My husband Keith is a consummate outdoorsman. And from the time he was a little bitty guy, he was trained to see things that most of us never see in nature. And he was given such an appreciation of being outside and being able to look through what would camouflage into something that had life, that an eye that had not been trained to appreciate it would completely miss. He's the kind that will see a bird on the limb that nobody else would've noticed. He'll point out an owl to me that I wouldn't have seen, maybe a hawk. We live in the country, so this kind of thing happens all the time.

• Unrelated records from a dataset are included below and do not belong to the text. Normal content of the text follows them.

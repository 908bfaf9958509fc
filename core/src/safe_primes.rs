//! Safe primes derived from a grammar chain.

use rand::Rng;

use germain_types::{Chain, Deadline, GenerationParams, SafePrimePair, SafePrimeSet};

use crate::generator::generate_chain;
use crate::grammar::RuleSet;
use crate::hooks::ProgressHooks;
use crate::oracle::PrimalityCache;
use crate::residue::in_target_residue;

/// Chain length requested to end up with `target` safe pairs.
#[must_use]
pub fn overshoot(target: usize) -> usize {
    target.saturating_mul(5).max(target.saturating_add(10))
}

/// Generate an oversized chain and keep the first `target_count` sources whose
/// companion `2p + 1` is an in-class prime.
///
/// Chain generation and the filter each get the full budget. The filter's
/// clock starts once the chain is built, so an oversized target that runs the
/// chain out of time still leaves the filter its own window.
pub fn derive_safe_primes<R, H>(
    params: &GenerationParams,
    rules: &RuleSet,
    oracle: &PrimalityCache,
    rng: &mut R,
    hooks: &mut H,
) -> SafePrimeSet
where
    R: Rng + ?Sized,
    H: ProgressHooks + ?Sized,
{
    let target = params.target_count;
    if target == 0 {
        return SafePrimeSet::new();
    }

    let oversized = GenerationParams {
        target_count: overshoot(target),
        ..*params
    };
    let chain = generate_chain(&oversized, rules, oracle, rng, hooks);

    let deadline = params.budget.start();
    let set = filter_safe_primes(&chain, target, oracle, &deadline);
    tracing::info!(
        chain = chain.len(),
        pairs = set.len(),
        target,
        "Safe primes derived"
    );
    set
}

/// Scan `chain` in order for sources with an in-class prime companion.
pub fn filter_safe_primes(
    chain: &Chain,
    target: usize,
    oracle: &PrimalityCache,
    deadline: &Deadline,
) -> SafePrimeSet {
    let mut set = SafePrimeSet::new();
    for &source in chain.primes() {
        if set.len() >= target || deadline.expired() {
            break;
        }
        if !in_target_residue(source) {
            continue;
        }
        let Some(pair) = SafePrimePair::from_source(source) else {
            continue;
        };
        if !in_target_residue(pair.safe) || !oracle.is_prime(pair.safe) {
            continue;
        }
        set.push(pair);
    }
    set
}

There are times that he'll look through limbs, and he'll lean me in and go, "Do you see that doe right there"? Or maybe he'll see a fawn that's in under a shrub that's like 200 feet from us because he's got eyes trained that way.

And one of the things that he does with me is he'll get me over with him 'cause I'll say, "I don't see it. I don't see it, I don't see it". And he'll say, "Come over here, come over here". And he'll lean me into his right shoulder and have me put my head on his right shoulder. And then he takes his arm as straight as can be and points his finger. And he has me lean into it, he says, "Elizabeth, look all the way down my arm and look exactly where my finger is pointing". And every time, I see it. "Joshua, look. I have given them to you". He's got all this anxiety over there going like, "Whew, what are we gonna do? What are we gonna do? What are we gonna do"? All you're gonna have to do is march around it. He's not feeling like, I mean like, "They're ours". He's going, "Joshua, look, look. See it the way I see it. I have given you this victory".

All of us are looking for something, everything that has eyes, even the Lord. 2 Chronicles 16:9 says that, "The eyes of the Lord roam throughout the entire earth, looking for someone who is wholehearted toward him so that he can show himself strong in their behalf". 1 Peter 5:8 says that, "Satan is like a prowling lion, roaring and looking for someone, anyone to devour". Job 1 presents him the same way. God asks him, "Where have you been"? "I've been roaming through the earth," he says, "going to and fro, walking up and down on humans, constantly looking for something, someone, anything, anyone". And the voice of John the Baptist echoes through the centuries, through the eternal Word of God that is still warm with the breath of inspiration. And he says, "Look, the Lamb of God who takes away the sins of the world".